Habría que reivindicar el barrio y sus calles como territorio para disfrutar de juegos “low cost” donde la imaginación, la colaboración y la diversión en compañía de otros niños, haría que las generaciones actuales no crecieran con el mal hábito de jugar de manera individual y en espacios cerrados.
Estos son algunos de los juegos que se podrían recuperar para fomentar el uso de la calle como espacio de divertimento infantil. Además son juegos que no necesitan de un gran desembolso económico para disfrutar de horas de diversión en grupo.

1. Las Chapas

Ese objeto que corona la gran mayoría de las botellas que tanto nos gusta disfrutar a los mayores, siempre fueron un tesoro para los niños. Por lo menos para mí lo eran y me hicieron disfrutar de miles de horas de juego en la calle junto a mis amigos. Tanto las carreras de chapas como el fútbol-chapas fueron juegos que marcaron mi infancia.
Las carreras de chapas me traen recuerdos de toda esa terminología asociada, como ‘Trasqui’ (Trasquilón), ‘Rule’ (Ruleta o Redondilla) o ‘Piki’ (cuando la chapa quedaba en el borde de la carretera), que hacían de competiciones como “La vuelta Ciclista” verdaderos eventos de masas. En mi época los ‘chapines’ de Martini eran de los más codiciados, debido a su gran potencial para tomar las curvas haciendo ‘La Rule’ :)
El fútbol-chapas también era uno de mis juegos favoritos, que hizo que rompiera muchos pares de pantalones persiguiendo el garbanzo sobre el terreno de juego. Ligas, Mundiales y demás torneos hacían que campos de fútbol pintados con tiza en el suelo, fueran habituales en las calles de los barrios. Las chapas se podían adornar con papeles pintados a mano con los diferentes jugadores de equipos o selecciones nacionales. Más tarde vendrían los equipos decorados con cromos de los propios jugadores recortados.

2. Las Canicas

Otro objeto de culto eran las canicas, fabricadas de diferentes materiales como vidrio, cerámica o metal y de diferentes tamaños y colores, que permitían jugar a diferentes juegos como el mítico ‘Guá’ (agujero).
Las colecciones de canicas que se podían conseguir ganando a juegos como el guá, eran un aliciente para montar grandes partidas donde podían participar un gran número de participantes… y ya sabéis que contra más, mejor ;)

3. La Peonza

También conocida como ‘Trompo’, tenía una gran variedad de usos.

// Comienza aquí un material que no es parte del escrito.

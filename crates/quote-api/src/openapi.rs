//! OpenAPI 문서 및 Swagger UI.
//!
//! `/swagger-ui`에서 API 문서를, `/api-docs/openapi.json`에서 스펙을
//! 제공합니다.

use utoipa::openapi::security::{HttpAuthScheme, HttpBuilder, SecurityScheme};
use utoipa::{Modify, OpenApi};
use utoipa_swagger_ui::SwaggerUi;

/// Bearer 토큰 보안 스킴 등록.
struct SecurityAddon;

impl Modify for SecurityAddon {
    fn modify(&self, openapi: &mut utoipa::openapi::OpenApi) {
        if let Some(components) = openapi.components.as_mut() {
            components.add_security_scheme(
                "bearer_token",
                SecurityScheme::Http(
                    HttpBuilder::new()
                        .scheme(HttpAuthScheme::Bearer)
                        .bearer_format("JWT")
                        .build(),
                ),
            );
        }
    }
}

/// API 문서 정의.
#[derive(OpenApi)]
#[openapi(
    info(
        title = "Stock Dashboard API",
        description = "미국 주식 정보 대시보드 API",
        version = "0.1.0"
    ),
    paths(
        crate::routes::health::health_check,
        crate::routes::health::health_ready,
        crate::routes::auth::register,
        crate::routes::auth::login,
        crate::routes::auth::me,
        crate::routes::stocks::search_stocks,
        crate::routes::stocks::get_popular_stocks,
        crate::routes::stocks::get_stock_info,
        crate::routes::stocks::get_stock_chart,
        crate::routes::stocks::get_financial_data,
        crate::routes::stocks::get_dividend_history,
        crate::routes::stocks::compare_stocks,
        crate::routes::stocks::get_company_description,
        crate::routes::stocks::get_top_market_cap_stocks,
        crate::routes::stocks::get_index_stocks,
    ),
    components(schemas(
        quote_data::StockInfo,
        quote_data::ChartPoint,
        quote_data::ChartSeries,
        quote_data::FinancialSummary,
        quote_data::DividendPayment,
        quote_data::StockSuggestion,
        quote_data::CompanyProfile,
        quote_data::MarketCapEntry,
        crate::routes::stocks::SearchData,
        crate::routes::auth::RegisterRequest,
        crate::routes::auth::LoginRequest,
        crate::auth::LoginData,
        crate::auth::UserSummary,
        crate::repository::User,
        crate::routes::health::HealthResponse,
        crate::routes::health::ComponentHealth,
        crate::routes::health::ComponentStatus,
        crate::error::ApiErrorBody,
        crate::error::ErrorEnvelope,
    )),
    modifiers(&SecurityAddon),
    tags(
        (name = "health", description = "헬스 체크"),
        (name = "auth", description = "인증"),
        (name = "stocks", description = "주식 데이터")
    )
)]
pub struct ApiDoc;

/// Swagger UI 라우터 생성.
pub fn swagger_ui_router() -> axum::Router {
    SwaggerUi::new("/swagger-ui")
        .url("/api-docs/openapi.json", ApiDoc::openapi())
        .into()
}

#[cfg(test)]
mod tests {
    use super::*;

    #[test]
    fn test_openapi_spec_serializes() {
        let spec = ApiDoc::openapi();
        let json = serde_json::to_string(&spec).unwrap();

        assert!(json.contains("/stocks/search"));
        assert!(json.contains("/stocks/{symbol}/info"));
        assert!(json.contains("/auth/login"));
    }
}
impl StockService {
    /// 새 서비스를 생성합니다.
    pub fn new(
        provider: Arc<dyn QuoteProvider>,
        cache: Arc<QuoteCache>,
        config: &DataConfig,
    ) -> Self {
        Self {
            provider,
            cache,
            translator: Translator::new(),
            fetch_permits: Arc::new(Semaphore::new(config.max_concurrent_fetches.max(1))),
            retry: RetryPolicy::from_config(config),
            quote_ttl: Duration::from_secs(config.quote_ttl_secs),
            default_ttl: Duration::from_secs(config.default_ttl_secs),
            batch_ttl: Duration::from_secs(config.batch_ttl_secs),
        }
    }

    /// 제공자 이름 (헬스 체크용).
    pub fn provider_name(&self) -> &'static str {
        self.provider.name()
    }

    /// 시세 스냅샷 조회 (캐시 적용).
    pub async fn get_stock_info(&self, symbol: &TickerSymbol) -> QuoteResult<StockInfo> {
        let key = keys::stock_info(symbol.as_str());
        if let Some(cached) = self.cache.get::<StockInfo>(&key).await {
            debug!(symbol = %symbol, "캐시된 시세 반환");
            return Ok(cached);
        }

        let info = self
            .provider
            .fetch_quote(symbol)
            .await?
            .with_computed_change();

        self.cache.set(&key, &info, self.quote_ttl).await;
        Ok(info)
    }

    /// 차트 시계열 조회 (캐시 적용).
    pub async fn get_stock_chart(
        &self,
        symbol: &TickerSymbol,
        period: ChartPeriod,
        interval: ChartInterval,
    ) -> QuoteResult<ChartSeries> {
        let key = keys::chart(symbol.as_str(), period.as_str(), interval.as_str());
        if let Some(cached) = self.cache.get::<ChartSeries>(&key).await {
            debug!(symbol = %symbol, "캐시된 차트 반환");
            return Ok(cached);
        }

        let data = self.provider.fetch_history(symbol, period, interval).await?;
        let series = ChartSeries {
            symbol: symbol.as_str().to_string(),
            period: period.as_str().to_string(),
            interval: interval.as_str().to_string(),
            data,
        };

        self.cache.set(&key, &series, self.default_ttl).await;
        Ok(series)
    }

    /// 종목 검색 (한글 검색 지원).
    ///
    /// 검색어와 영문 변환어를 심볼/회사명에 대해 대소문자 무시 부분
    /// 일치로 비교합니다. 일치 항목이 없으면 인기 종목 상위 `limit`개를
    /// 반환하므로, 호출자는 "일치 없음"과 "검색 안 함"을 구분할 수
    /// 없습니다.
    pub async fn search_stocks(&self, query: &str, limit: usize) -> Vec<StockSuggestion> {
        let english = translate_korean_to_english(query);

        let query_upper = query.trim().to_uppercase();
        let query_lower = query.trim().to_lowercase();
        let english_upper = english.to_uppercase();
        let english_lower = english.to_lowercase();

        let mut suggestions: Vec<StockSuggestion> = SEARCH_CANDIDATES
            .iter()
            .filter(|(symbol, name, _)| {
                let name_lower = name.to_lowercase();
                symbol.contains(&query_upper)
                    || name_lower.contains(&query_lower)
                    || symbol.contains(&english_upper)
                    || name_lower.contains(&english_lower)
            })
            .map(Self::to_suggestion)
            .collect();

        if suggestions.is_empty() {
            debug!(query = query, "검색 결과 없음, 인기 종목으로 대체");
            suggestions = SEARCH_CANDIDATES
                .iter()
                .take(limit)
                .map(Self::to_suggestion)
                .collect();
        }

        suggestions.truncate(limit);
        suggestions
    }

    fn to_suggestion((symbol, name, exchange): &(&str, &str, &str)) -> StockSuggestion {
        StockSuggestion {
            symbol: symbol.to_string(),
            name: name.to_string(),
            exchange: exchange.to_string(),
            kind: "Common Stock".to_string(),
            country: "US".to_string(),
        }
    }

    /// 인기 종목 목록 조회.
    ///
    /// 개별 종목 조회 실패는 목록에서 제외합니다.
    pub async fn get_popular_stocks(&self) -> QuoteResult<Vec<StockInfo>> {
        let symbols = parse_static_symbols(POPULAR_SYMBOLS);
        self.compare_stocks(&symbols).await
    }

    /// 최근 기간 재무 요약 조회 (캐시 적용).
    pub async fn get_financial_data(&self, symbol: &TickerSymbol) -> QuoteResult<FinancialSummary> {
        let key = keys::financials(symbol.as_str());
        if let Some(cached) = self.cache.get::<FinancialSummary>(&key).await {
            return Ok(cached);
        }

        let summary = self.provider.fetch_financials(symbol).await?;
        self.cache.set(&key, &summary, self.default_ttl).await;
        Ok(summary)
    }

    /// 배당 이력 조회 (최근 `years`년, 캐시 적용).
    ///
    /// 날짜 비교는 양쪽 모두 타임존 없는 `NaiveDate`로 수행합니다.
    pub async fn get_dividend_history(
        &self,
        symbol: &TickerSymbol,
        years: u32,
    ) -> QuoteResult<Vec<DividendPayment>> {
        let key = keys::dividends(symbol.as_str(), years);
        if let Some(cached) = self.cache.get::<Vec<DividendPayment>>(&key).await {
            return Ok(cached);
        }

        let payments = self.provider.fetch_dividends(symbol).await?;
        let cutoff = Utc::now().date_naive() - ChronoDuration::days(365 * i64::from(years));
        let recent: Vec<DividendPayment> =
            payments.into_iter().filter(|p| p.date > cutoff).collect();

        self.cache.set(&key, &recent, self.default_ttl).await;
        Ok(recent)
    }

    /// 여러 종목 비교.
    ///
    /// 입력 순서를 유지하며, 조회에 실패한 종목은 조용히 제외됩니다.
    pub async fn compare_stocks(&self, symbols: &[TickerSymbol]) -> QuoteResult<Vec<StockInfo>> {
        let mut results = Vec::with_capacity(symbols.len());
        for symbol in symbols {
            match self.get_stock_info(symbol).await {
                Ok(info) => results.push(info),
                Err(e) => {
                    debug!(symbol = %symbol, error = %e, "종목 조회 실패, 결과에서 제외");
                }
            }
        }
        Ok(results)
    }

    /// 회사 프로필 조회 (한글 설명 포함, 캐시 적용).
    pub async fn get_company_description(
        &self,
        symbol: &TickerSymbol,
    ) -> QuoteResult<CompanyProfile> {
        let key = keys::profile(symbol.as_str());
        if let Some(cached) = self.cache.get::<CompanyProfile>(&key).await {
            return Ok(cached);
        }

        let mut profile = self.provider.fetch_profile(symbol).await?;
        if profile.description.is_none() {
            profile.description = Some(
                self.translator
                    .translate_to_korean(&profile.original_description)
                    .await,
            );
        }

        self.cache.set(&key, &profile, self.default_ttl).await;
        Ok(profile)
    }

    /// 시가총액 상위 10개 종목 조회 (캐시 적용).
    pub async fn get_top_market_cap_stocks(&self) -> QuoteResult<Vec<MarketCapEntry>> {
        let key = keys::top_market_cap();
        if let Some(cached) = self.cache.get::<Vec<MarketCapEntry>>(&key).await {
            debug!("캐시된 시가총액 랭킹 반환");
            return Ok(cached);
        }

        let tickers = parse_static_symbols(TOP_MARKET_CAP_TICKERS);
        let infos = self.get_stock_info_batch(&tickers).await?;
        let entries = Self::rank_by_market_cap(&infos);

        self.cache.set(&key, &entries, self.default_ttl).await;
        Ok(entries)
    }

    /// 지수별 시가총액 상위 10개 종목 조회 (캐시 적용).
    ///
    /// # Errors
    /// 지수 이름이 `dow|nasdaq|sp500|russell2000`이 아니면
    /// `QuoteError::InvalidInput`을 반환합니다.
    pub async fn get_index_stocks(&self, index_name: &str) -> QuoteResult<Vec<MarketCapEntry>> {
        let index_name = index_name.to_lowercase();
        let constituents = index_constituents(&index_name).ok_or_else(|| {
            QuoteError::InvalidInput(format!(
                "잘못된 지수 이름: {}. 유효한 값: dow, nasdaq, sp500, russell2000",
                index_name
            ))
        })?;

        let key = keys::index_stocks(&index_name);
        if let Some(cached) = self.cache.get::<Vec<MarketCapEntry>>(&key).await {
            debug!(index = index_name, "캐시된 지수 구성 종목 반환");
            return Ok(cached);
        }

        let tickers = parse_static_symbols(constituents);
        let infos = self.get_stock_info_batch(&tickers).await?;
        let entries = Self::rank_by_market_cap(&infos);

        self.cache.set(&key, &entries, self.default_ttl).await;
        Ok(entries)
    }

    /// 여러 종목 시세를 배치로 조회 (캐시 적용).
    ///
    /// 동시 업스트림 호출은 세마포어로 제한되고, 각 호출은 재시도
    /// 정책으로 감쌉니다. 실패한 종목은 결과에서 제외됩니다.
    pub async fn get_stock_info_batch(
        &self,
        tickers: &[TickerSymbol],
    ) -> QuoteResult<Vec<StockInfo>> {
        let ticker_strings: Vec<String> =
            tickers.iter().map(|t| t.as_str().to_string()).collect();
        let key = keys::batch_stocks(&ticker_strings);

        if let Some(cached) = self.cache.get::<Vec<StockInfo>>(&key).await {
            debug!(count = tickers.len(), "캐시된 배치 결과 반환");
            return Ok(cached);
        }

        let fetches = tickers.iter().map(|symbol| async move {
            let _permit = match self.fetch_permits.acquire().await {
                Ok(permit) => permit,
                Err(_) => return None,
            };

            match self.retry.run(|| self.get_stock_info(symbol)).await {
                Ok(info) => Some(info),
                Err(e) => {
                    warn!(symbol = %symbol, error = %e, "배치 조회 실패, 해당 종목 제외");
                    None
                }
            }
        });

        let infos: Vec<StockInfo> = futures::future::join_all(fetches)
            .await
            .into_iter()
            .flatten()
            .collect();

        self.cache.set(&key, &infos, self.batch_ttl).await;
        Ok(infos)
    }

    /// 시가총액 내림차순 상위 10개로 변환합니다.
    fn rank_by_market_cap(infos: &[StockInfo]) -> Vec<MarketCapEntry> {
        let mut entries: Vec<MarketCapEntry> = infos
            .iter()
            .filter(|info| info.market_cap.unwrap_or(0.0) > 0.0)
            .map(MarketCapEntry::from)
            .collect();

        entries.sort_by(|a, b| {
            b.market_cap
                .partial_cmp(&a.market_cap)
                .unwrap_or(Ordering::Equal)
        });
        entries.truncate(10);
        entries
    }
}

Se podía jugar a lanzarla y competir por quién conseguía ‘bailarla’ por más tiempo, como cogerla con las manos y hacer virguerías varias.
Otra variedad de juego consistía en sacar las peonzas de tus contrincantes de un círculo, bailando la tuya y pudiendo utilizar la mano para coger la peonza y chocarla contra las situadas en el círculo, para sacarlas fuera.
Los juegos de peonza eran como la vida misma, se podían ganar peonzas, perderlas o incluso que te partieran la peonza en una de las tiradas de alguno de los juegos que se hacían con ellas.
Es cierto que hoy en día existen variantes modernas de peonza (de plástico y patrocinadas por toda clase de monigotes), pero todas ellas se alejan del concepto tradicional del trompo de toda la vida. La moneda que coronaba el extremo del cordón (como la que se ve en la foto destacada) eran una especie de objeto fetiche de la época.

4. La Comba

Es cierto que este juego era típico de niñas en un pasado muy lejano, pero poco a poco y gracias a la incorporación de los niños a su práctica, fue ganando en interés y en diversión.
“Al pasar la barca”, “El Cocherito” o “Soy la Reina de los Mares” fueron himnos generacionales que forjaron su leyenda mientras que los niños de la época saltaban a la comba.

5. El Balón Prisionero

También conocido como “matagente”, “a matar”, “vivos y muertos”, “el quemado”, “campos quemados”, “el delegado”, “el matador”, “balón tiro”, “las naciones”, “la matanza”, “matasapo”, “manchado” o “brilé”.
El objetivo era lanzar la pelota a los adversarios, ya que cuando un participante es tocado por la misma se va a la zona de los brilados de su equipo. Gana el equipo que logre sacar del campo a todos sus adversarios. Los movimientos de los jugadores se limitan a su propio campo, no pudiendo traspasar la línea que los separa del campo rival. Al atrapar la pelota con las manos un miembro de tu equipo, que esta en al zona de los brilados, podía regresar al campo de juego.
Este era el típico juego donde en bastantes ocasiones se jugaba “chicos contra chicas”.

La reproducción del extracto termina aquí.